■ **Work instructions**
From the entries below, output the line with "repository 251fb7947e4fd762" and each following line up to and including the line with "pub fn events(&self)", exactly as written.

[Saved entries]
_ _ _

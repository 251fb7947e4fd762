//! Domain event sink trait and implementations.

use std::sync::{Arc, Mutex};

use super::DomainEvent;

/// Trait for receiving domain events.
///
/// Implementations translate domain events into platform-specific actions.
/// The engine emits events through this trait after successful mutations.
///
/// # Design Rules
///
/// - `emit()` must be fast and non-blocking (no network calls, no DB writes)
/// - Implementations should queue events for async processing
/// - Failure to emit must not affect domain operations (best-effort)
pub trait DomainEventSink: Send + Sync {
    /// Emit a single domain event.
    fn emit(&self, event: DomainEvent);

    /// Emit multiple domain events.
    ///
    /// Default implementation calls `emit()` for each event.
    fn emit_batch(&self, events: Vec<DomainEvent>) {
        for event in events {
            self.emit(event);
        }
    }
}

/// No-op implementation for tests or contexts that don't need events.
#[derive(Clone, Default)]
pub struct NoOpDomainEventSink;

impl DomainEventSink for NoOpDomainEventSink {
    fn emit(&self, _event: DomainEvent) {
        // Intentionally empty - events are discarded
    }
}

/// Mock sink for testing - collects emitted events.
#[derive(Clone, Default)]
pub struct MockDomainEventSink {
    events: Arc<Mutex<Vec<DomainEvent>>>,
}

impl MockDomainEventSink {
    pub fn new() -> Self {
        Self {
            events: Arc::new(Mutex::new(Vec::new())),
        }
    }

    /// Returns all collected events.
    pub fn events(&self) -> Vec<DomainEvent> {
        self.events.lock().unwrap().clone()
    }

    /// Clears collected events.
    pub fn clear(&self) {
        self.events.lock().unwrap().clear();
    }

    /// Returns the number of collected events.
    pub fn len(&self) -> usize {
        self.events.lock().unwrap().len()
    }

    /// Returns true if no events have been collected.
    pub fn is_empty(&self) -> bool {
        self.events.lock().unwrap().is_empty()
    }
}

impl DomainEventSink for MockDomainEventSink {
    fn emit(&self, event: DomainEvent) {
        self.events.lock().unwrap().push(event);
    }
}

_ _ _

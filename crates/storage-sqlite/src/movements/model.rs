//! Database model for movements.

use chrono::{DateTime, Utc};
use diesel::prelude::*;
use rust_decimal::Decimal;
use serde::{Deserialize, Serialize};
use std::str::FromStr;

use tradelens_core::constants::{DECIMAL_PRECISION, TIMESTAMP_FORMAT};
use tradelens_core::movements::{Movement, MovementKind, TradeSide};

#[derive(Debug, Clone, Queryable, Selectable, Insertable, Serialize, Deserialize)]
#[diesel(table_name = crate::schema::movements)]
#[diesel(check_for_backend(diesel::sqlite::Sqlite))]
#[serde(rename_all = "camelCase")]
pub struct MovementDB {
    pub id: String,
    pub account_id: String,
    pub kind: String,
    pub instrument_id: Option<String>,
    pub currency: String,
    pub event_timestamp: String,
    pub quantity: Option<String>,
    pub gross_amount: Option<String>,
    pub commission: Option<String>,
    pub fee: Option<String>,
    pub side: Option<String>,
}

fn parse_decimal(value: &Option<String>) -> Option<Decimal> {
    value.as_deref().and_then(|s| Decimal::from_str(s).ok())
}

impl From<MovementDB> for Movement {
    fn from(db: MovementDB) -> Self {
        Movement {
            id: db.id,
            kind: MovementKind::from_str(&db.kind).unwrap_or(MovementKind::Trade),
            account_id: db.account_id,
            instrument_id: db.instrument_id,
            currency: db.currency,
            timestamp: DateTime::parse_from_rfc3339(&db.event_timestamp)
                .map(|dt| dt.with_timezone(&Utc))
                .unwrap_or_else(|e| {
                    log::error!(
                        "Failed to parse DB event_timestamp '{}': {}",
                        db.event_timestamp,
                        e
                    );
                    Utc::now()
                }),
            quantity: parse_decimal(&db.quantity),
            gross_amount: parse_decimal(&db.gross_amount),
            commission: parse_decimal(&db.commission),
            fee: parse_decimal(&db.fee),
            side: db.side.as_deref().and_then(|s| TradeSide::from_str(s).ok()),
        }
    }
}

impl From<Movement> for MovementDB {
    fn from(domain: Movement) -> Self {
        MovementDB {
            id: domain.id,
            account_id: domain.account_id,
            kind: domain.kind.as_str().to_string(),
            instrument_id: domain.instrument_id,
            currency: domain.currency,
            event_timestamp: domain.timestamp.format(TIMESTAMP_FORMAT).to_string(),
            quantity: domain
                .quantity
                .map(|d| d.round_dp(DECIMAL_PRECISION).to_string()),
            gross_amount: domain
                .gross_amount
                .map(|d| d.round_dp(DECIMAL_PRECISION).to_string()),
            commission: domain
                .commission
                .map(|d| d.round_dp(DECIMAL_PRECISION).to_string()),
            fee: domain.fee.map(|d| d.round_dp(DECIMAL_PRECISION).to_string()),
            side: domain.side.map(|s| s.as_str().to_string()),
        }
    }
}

_ _ _

■ **Answer box**
repository 251fb7947e4fd762
//! Domain event sink trait and implementations.

use std::sync::{Arc, Mutex};

use super::DomainEvent;

/// Trait for receiving domain events.
///
/// Implementations translate domain events into platform-specific actions.
/// The engine emits events through this trait after successful mutations.
///
/// # Design Rules
///
/// - `emit()` must be fast and non-blocking (no network calls, no DB writes)
/// - Implementations should queue events for async processing
/// - Failure to emit must not affect domain operations (best-effort)
pub trait DomainEventSink: Send + Sync {
    /// Emit a single domain event.
    fn emit(&self, event: DomainEvent);

    /// Emit multiple domain events.
    ///
    /// Default implementation calls `emit()` for each event.
    fn emit_batch(&self, events: Vec<DomainEvent>) {
        for event in events {
            self.emit(event);
        }
    }
}

/// No-op implementation for tests or contexts that don't need events.
#[derive(Clone, Default)]
pub struct NoOpDomainEventSink;

impl DomainEventSink for NoOpDomainEventSink {
    fn emit(&self, _event: DomainEvent) {
        // Intentionally empty - events are discarded
    }
}

/// Mock sink for testing - collects emitted events.
#[derive(Clone, Default)]
pub struct MockDomainEventSink {
    events: Arc<Mutex<Vec<DomainEvent>>>,
}

impl MockDomainEventSink {
    pub fn new() -> Self {
        Self {
            events: Arc::new(Mutex::new(Vec::new())),
        }
    }

    /// Returns all collected events.
    pub fn events(&self) -> Vec<DomainEvent> {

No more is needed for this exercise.